PART FIVE : Chapter 7
Leo Tolstoy2016年08月24日'Command+D' Bookmark this page
Vronsky and Anna had been traveling
for three months together in Europe. They had
visited Venice, Rome, and Naples, and had just arrived
at a small Italian town where they meant to stay some
time. A handsome head waiter, with thick pomaded
hair parted from the neck upwards, an evening coat,
a broad white cambric shirt front, and a bunch of
trinkets hanging above his rounded stomach, stood
with his hands in the full curve of his pockets, looking
contemptuously from under his eyelids while he gave
some frigid reply to a gentleman who had stopped him.
Catching the sound of footsteps coming from the other
side of the entry towards the staircase, the head
waiter turned round, and seeing the Russian count,
who had taken their best rooms, he took his hands
out of his pockets deferentially, and with a bow informed
him that a courier had been, and that the business
about the palazzo had been arranged. The steward
was prepared to sign the agreement.
“Ah! I’m glad to
hear it,” said Vronsky. “Is madame
at home or not?”
“Madame has been out for a walk
but has returned now,” answered the waiter.
Vronsky took off his soft, wide-brimmed
hat and passed his handkerchief over his heated brow
and hair, which had grown half over his ears, and
was brushed back covering the bald patch on his head.
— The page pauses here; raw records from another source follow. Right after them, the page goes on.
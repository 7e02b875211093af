use std::net::SocketAddr;
use std::sync::Arc;

use anyhow::Context;
use clap::Args;
use tracing::{info, warn};

use crate::config::AppConfig;
use crate::database::Database;
use crate::services::LocalImageStore;
use crate::state::AppState;

#[derive(Args, Debug, Default)]
pub struct ServeArgs {
    #[arg(long, help = "Override the listen port (defaults to PORT or 5000)")]
    pub port: Option<u16>,
}

pub async fn handle(args: ServeArgs) -> anyhow::Result<()> {
    let mut config = AppConfig::from_env();
    if let Some(port) = args.port {
        config.server.port = port;
    }

    info!("Starting Portfolio API in {:?} mode", config.environment);
    if config.uses_default_secret() {
        warn!("JWT_SECRET is not set; tokens are signed with the built-in development secret");
    }

    let db = Database::connect(&config.database)
        .await
        .context("failed to connect to the database")?;
    db.migrate().await.context("failed to create the database schema")?;

    let images = Arc::new(LocalImageStore::new(
        config.uploads.dir.clone(),
        config.uploads.public_prefix.clone(),
    ));
    images
        .ensure_root()
        .await
        .context("failed to create the uploads directory")?;

    let addr: SocketAddr = format!("{}:{}", config.server.host, config.server.port)
        .parse()
        .context("invalid HOST/PORT")?;

    let state = AppState::new(config, db.clone()).with_image_store(images);
    let app = crate::app(state);

    let listener = tokio::net::TcpListener::bind(addr)
        .await
        .with_context(|| format!("failed to bind {}", addr))?;
    info!("Portfolio API listening on http://{}", addr);

    axum::serve(listener, app.into_make_service_with_connect_info::<SocketAddr>())
        .with_graceful_shutdown(shutdown_signal())
        .await?;

    db.close().await;
    info!("Server stopped");
    Ok(())
}

async fn shutdown_signal() {
    let ctrl_c = tokio::signal::ctrl_c();
    #[cfg(unix)]
    {
        match tokio::signal::unix::signal(tokio::signal::unix::SignalKind::terminate()) {
            Ok(mut sigterm) => {
                tokio::select! {
                    _ = ctrl_c => info!("Received Ctrl+C, shutting down..."),
                    _ = sigterm.recv() => info!("Received SIGTERM, shutting down..."),
                }
            }
            Err(err) => {
                warn!("Could not install SIGTERM handler: {}", err);
                ctrl_c.await.ok();
                info!("Received Ctrl+C, shutting down...");
            }
        }
    }
    #[cfg(not(unix))]
    {
        ctrl_c.await.ok();
        info!("Received Ctrl+C, shutting down...");
    }
}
And glancing casually at the gentleman, who still
stood there gazing intently at him, he would have gone
on.
“This gentleman is a Russian,
and was inquiring after you,” said the head
waiter.
With mingled feelings of annoyance
at never being able to get away from acquaintances
anywhere, and longing to find some sort of diversion
from the monotony of his life, Vronsky looked once
more at the gentleman, who had retreated and stood
still again, and at the same moment a light came into
the eyes of both.
“Golenishtchev!”
“Vronsky!”
It really was Golenishtchev, a comrade
of Vronsky’s in the Corps of Pages. In
the corps Golenishtchev had belonged to the liberal
party; he left the corps without entering the army,
and had never taken office under the government.
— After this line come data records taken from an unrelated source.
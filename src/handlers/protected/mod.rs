// handlers/protected/mod.rs - endpoints behind `require_admin`

pub mod dashboard;
pub mod messages;
pub mod projects;
pub mod upload;

pub use dashboard::stats as dashboard_stats;
pub use messages::delete as message_delete;
pub use messages::list as messages_list;
pub use messages::show as message_show;
pub use messages::stats_summary as messages_stats_summary;
pub use messages::unread_count as messages_unread_count;
pub use messages::update as message_update;
pub use projects::create as project_create;
pub use projects::delete as project_delete;
pub use projects::update as project_update;
pub use upload::upload;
Vronsky and he had gone completely different ways
on leaving the corps, and had only met once since.
At that meeting Vronsky perceived
that Golenishtchev had taken up a sort of lofty, intellectually
liberal line, and was consequently disposed to look
down upon Vronsky’s interests and calling in
life. Hence Vronsky had met him with the chilling
and haughty manner he so well knew how to assume,
the meaning of which was: “You may like
or dislike my way of life, that’s a matter of
the most perfect indifference to me; you will have
to treat me with respect if you want to know me.”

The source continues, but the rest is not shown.